Con questo personaggio Sorrentino fa un po’ il verso a Bergoglio, tanto è vero che il Pontefice si chiama Francesco II. La Curia ovviamente si rivolta, sia nei prelati che nell’apparato. Una ribellione che il regista incarna nella scena nella quale la potente e allupata responsabile della comunicazione, seduta su una panchina dei giardini Vaticani, accenna un lussurioso spogliarello per un gruppuscolo di giovani frati, salvo poi mostrargli il dito medio. 

Serve un nuovo Papa, alla svelta. Come fare? “Affidandoci alla preghiera”, afferma Voiello. E infatti poco dopo al Pontefice viene un coccolone più che sospetto e muore. Impossibile non pensare alle mille speculazioni sulla morte di Papa Luciani.

Ma seppur attingendo ad ogni esagerazione, e non negandosi alcuna una provocazione, lo sguardo di Sorrentino non è mai moralista. Il suo Vaticano è un serraglio carnevalesco, ricco di sfottò e di allegorie, dove il regista muove i pupi inseguendo il gusto dell’immagine e del divertimento solo per il gusto. Il suo sguardo è quello dello scugnizzo prendiculo, non certo del censore laico. La sua è una satira sul Potere e sui limiti degli esseri umani che l'amministrano, verso i quali mostra (quasi) sempre indulgenza. A tratti l'autore sembra quasi suggerirci la risposta tra le righe: ma se tutto il mondo è mosso da queste leve, come si può pensare che ciò non accada solo all'interno delle mura vaticane? 

Non mancano i momenti di delicata e struggente poesia, come quando due cardinali omosessuali si ritrovano faccia a faccia sulla soglia della porta di una camera da letto. Devono decidere se concedersi carnalmente o se reprimere il loro desiderio. Il primo dice: “Improvvisamente mi sono sentito solo”. E l’altro gli risponde: “Ma se ora ti faccio entrare ci sentiremo ancora più soli, dopo”.

La seconda puntata si conclude conclude con la spedizione dei vertici della Curia in terra inglese, con l’obbiettivo di convincere Sir Brannox (John Malkovich), cardinale dandy e talvolta depresso (“Ma conosci un prete che non lo sia?”)  che vive in una sfarzosa magione in campagna con gli anziani genitori che non gli rivolgono la parola da anni.
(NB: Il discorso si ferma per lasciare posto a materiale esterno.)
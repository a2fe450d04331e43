//! A CA store of trusted certificates with issuer-chain verification.
//!
//! Writers are serialized behind a mutex and publish a fresh immutable
//! snapshot; readers load the current snapshot without locking and never see
//! a partially applied change.

use std::collections::HashMap;
use std::fmt;
use std::hash::Hash;
use std::sync::{Arc, Mutex};

use arc_swap::ArcSwap;
use tracing::{debug, info, warn};

use crate::cert::SignedCertificate;
use crate::cert::params::{DistinguishedName, Serial};
use crate::error::{PkiKitError, Result};

/// Upper bound on the number of certificates in a verified path.
pub const MAX_CHAIN_DEPTH: usize = 32;

/// The identity of a certificate in the store: issuer name and serial number.
#[derive(Debug, Clone, PartialEq, Eq, Hash)]
pub struct CertificateId {
    pub issuer: DistinguishedName,
    pub serial: Serial,
}

impl CertificateId {
    pub fn new(issuer: DistinguishedName, serial: Serial) -> Self {
        Self { issuer, serial }
    }
}

impl fmt::Display for CertificateId {
    fn fmt(&self, f: &mut fmt::Formatter<'_>) -> fmt::Result {
        write!(f, "[{}] serial {}", self.issuer, self.serial)
    }
}

/// An immutable view of the store at one point in time.
#[derive(Debug, Clone, Default)]
pub struct StoreSnapshot {
    by_id: HashMap<CertificateId, Arc<SignedCertificate>>,
    by_subject: HashMap<DistinguishedName, Vec<CertificateId>>,
    by_key_id: HashMap<Vec<u8>, Vec<CertificateId>>,
}

impl StoreSnapshot {
    pub fn get(&self, id: &CertificateId) -> Option<Arc<SignedCertificate>> {
        self.by_id.get(id).cloned()
    }

    pub fn lookup(&self, issuer: &DistinguishedName, serial: &Serial) -> Option<Arc<SignedCertificate>> {
        self.get(&CertificateId::new(issuer.clone(), serial.clone()))
    }

    /// Whether this exact certificate is stored.
    pub fn contains(&self, cert: &SignedCertificate) -> bool {
        self.by_id
            .get(&cert.id())
            .is_some_and(|stored| stored.as_ref() == cert)
    }

    pub fn find_by_subject(&self, subject: &DistinguishedName) -> Vec<Arc<SignedCertificate>> {
        self.resolve(self.by_subject.get(subject))
    }

    /// Certificates whose subject key identifier is `key_id`.
    pub fn find_by_key_id(&self, key_id: &[u8]) -> Vec<Arc<SignedCertificate>> {
        self.resolve(self.by_key_id.get(key_id))
    }

    pub fn len(&self) -> usize {
        self.by_id.len()
    }

    pub fn is_empty(&self) -> bool {
        self.by_id.is_empty()
    }

    pub fn iter(&self) -> impl Iterator<Item = &Arc<SignedCertificate>> {
        self.by_id.values()
    }

    fn resolve(&self, ids: Option<&Vec<CertificateId>>) -> Vec<Arc<SignedCertificate>> {
        ids.into_iter()
            .flatten()
            .filter_map(|id| self.by_id.get(id).cloned())
            .collect()
    }

    fn insert(&mut self, cert: SignedCertificate) -> Result<()> {
        let id = cert.id();
        let key_id = cert.key_identifier()?;
        self.by_subject
            .entry(cert.subject().clone())
            .or_default()
            .push(id.clone());
        self.by_key_id.entry(key_id).or_default().push(id.clone());
        self.by_id.insert(id, Arc::new(cert));
        Ok(())
    }

    fn remove(&mut self, id: &CertificateId) -> Option<Arc<SignedCertificate>> {
        let cert = self.by_id.remove(id)?;
        forget(&mut self.by_subject, cert.subject(), id);
        if let Ok(key_id) = cert.key_identifier() {
            forget(&mut self.by_key_id, &key_id, id);
        }
        Some(cert)
    }

    /// Issuer candidates for `cert`: certificates named by its issuer, with
    /// those matching its authority key id first.
    ///
    /// Only `cert` itself is excluded; an issuer may share its (issuer, serial)
    /// identity with a certificate it signed.
    fn issuer_candidates(&self, cert: &SignedCertificate) -> Vec<Arc<SignedCertificate>> {
        let mut candidates: Vec<_> = self
            .find_by_subject(cert.issuer())
            .into_iter()
            .filter(|candidate| candidate.as_ref() != cert)
            .collect();
        if let Some(aki) = cert.authority_key_id() {
            candidates.sort_by_key(|candidate| {
                candidate
                    .key_identifier()
                    .map_or(true, |key_id| key_id.as_slice() != aki)
            });
        }
        candidates
    }
}

fn forget<K: Eq + Hash>(index: &mut HashMap<K, Vec<CertificateId>>, key: &K, id: &CertificateId) {
    if let Some(ids) = index.get_mut(key) {
        ids.retain(|other| other != id);
        if ids.is_empty() {
            index.remove(key);
        }
    }
}

/// A concurrent store of trusted CA certificates keyed by issuer and serial.
///
/// ```
/// use pkikit::store::CaStore;
/// let store = CaStore::new();
/// assert!(store.is_empty());
/// ```
pub struct CaStore {
    current: ArcSwap<StoreSnapshot>,
    writer: Mutex<()>,
}

impl Default for CaStore {
    fn default() -> Self {
        Self::new()
    }
}

impl fmt::Debug for CaStore {
    fn fmt(&self, f: &mut fmt::Formatter<'_>) -> fmt::Result {
        f.debug_struct("CaStore").field("len", &self.len()).finish()
    }
}

impl CaStore {
    pub fn new() -> Self {
        Self {
            current: ArcSwap::from_pointee(StoreSnapshot::default()),
            writer: Mutex::new(()),
        }
    }

    /// Adds a certificate.
    ///
    /// Adding the same certificate again is a no-op; a different certificate
    /// under the same issuer and serial fails with `ConflictingEntry`.
    pub fn add(&self, cert: SignedCertificate) -> Result<()> {
        let _guard = self.writer.lock().unwrap_or_else(|poisoned| poisoned.into_inner());
        let snapshot = self.current.load_full();
        let id = cert.id();

        if let Some(existing) = snapshot.get(&id) {
            if existing.as_ref() == &cert {
                debug!(%id, "certificate already in store");
                return Ok(());
            }
            warn!(%id, "conflicting certificate rejected");
            return Err(PkiKitError::ConflictingEntry(id.to_string()));
        }

        let mut next = StoreSnapshot::clone(&snapshot);
        next.insert(cert)?;
        self.current.store(Arc::new(next));
        info!(%id, "certificate added to store");
        Ok(())
    }

    pub fn lookup(&self, issuer: &DistinguishedName, serial: &Serial) -> Option<Arc<SignedCertificate>> {
        self.current.load().lookup(issuer, serial)
    }

    /// Removes and returns the certificate stored under `issuer` and `serial`.
    pub fn remove(&self, issuer: &DistinguishedName, serial: &Serial) -> Option<Arc<SignedCertificate>> {
        let _guard = self.writer.lock().unwrap_or_else(|poisoned| poisoned.into_inner());
        let id = CertificateId::new(issuer.clone(), serial.clone());
        let snapshot = self.current.load_full();
        snapshot.get(&id)?;

        let mut next = StoreSnapshot::clone(&snapshot);
        let removed = next.remove(&id);
        self.current.store(Arc::new(next));
        info!(%id, "certificate removed from store");
        removed
    }

    pub fn find_by_subject(&self, subject: &DistinguishedName) -> Vec<Arc<SignedCertificate>> {
        self.current.load().find_by_subject(subject)
    }

    pub fn find_by_key_id(&self, key_id: &[u8]) -> Vec<Arc<SignedCertificate>> {
        self.current.load().find_by_key_id(key_id)
    }

    pub fn len(&self) -> usize {
        self.current.load().len()
    }

    pub fn is_empty(&self) -> bool {
        self.current.load().is_empty()
    }

    /// The current contents; later writes do not affect the returned snapshot.
    pub fn snapshot(&self) -> Arc<StoreSnapshot> {
        self.current.load_full()
    }

    /// Verifies `cert` up to a trust anchor in the current snapshot.
    pub fn verify_chain(&self, cert: &SignedCertificate) -> Result<Vec<SignedCertificate>> {
        Self::verify_chain_in(&self.snapshot(), cert)
    }

    /// Walks issuer links from `cert` to a self-signed certificate held in `snapshot`.
    ///
    /// Returns the verified path, leaf first and anchor last. Fails with
    /// `ChainIncomplete` when an issuer is missing, the path loops or grows
    /// past [`MAX_CHAIN_DEPTH`], and with `SignatureInvalid` when issuers exist
    /// but none verifies the signature.
    pub fn verify_chain_in(
        snapshot: &StoreSnapshot,
        cert: &SignedCertificate,
    ) -> Result<Vec<SignedCertificate>> {
        let mut path = vec![cert.clone()];

        loop {
            let current = path.last().cloned().ok_or_else(|| {
                PkiKitError::ChainIncomplete("empty certificate path".to_string())
            })?;

            if current.is_self_issued() {
                if snapshot.contains(&current) {
                    current.verify_self_signed()?;
                    debug!(depth = path.len(), anchor = %current.subject(), "chain verified");
                    return Ok(path);
                }
                if current.verify_self_signed().is_ok() {
                    return Err(PkiKitError::ChainIncomplete(format!(
                        "self-signed certificate {} is not a trust anchor",
                        current.id()
                    )));
                }
            }

            if path.len() >= MAX_CHAIN_DEPTH {
                return Err(PkiKitError::ChainIncomplete(format!(
                    "no trust anchor within {MAX_CHAIN_DEPTH} certificates"
                )));
            }

            let candidates = snapshot.issuer_candidates(&current);
            if candidates.is_empty() {
                return Err(PkiKitError::ChainIncomplete(format!(
                    "no issuer certificate for {} (issuer {})",
                    current.subject(),
                    current.issuer()
                )));
            }

            let issuer = candidates
                .into_iter()
                .find(|candidate| current.verify_signature(candidate.public_key()).is_ok())
                .ok_or_else(|| {
                    PkiKitError::SignatureInvalid(format!(
                        "no certificate for {} verifies the signature on {}",
                        current.issuer(),
                        current.id()
                    ))
                })?;

            if path.iter().any(|visited| visited == issuer.as_ref()) {
                return Err(PkiKitError::ChainIncomplete(format!(
                    "issuer loop at {}",
                    issuer.id()
                )));
            }
            path.push(SignedCertificate::clone(&issuer));
        }
    }
}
E probabile che la serie continui su questo filone per le restanti otto puntate. Vi è da chiedersi se Sorrentino sconfinerà altri confini e quale sia la soglia di sopportazione del mondo cattolico, finora piuttosto tollerante (o timido?) rispetto al lavoro del regista. D’accordo che “Dio è emotivo” e la Chiesa no, come dice il Cardinal Voiello. Ma i fedeli?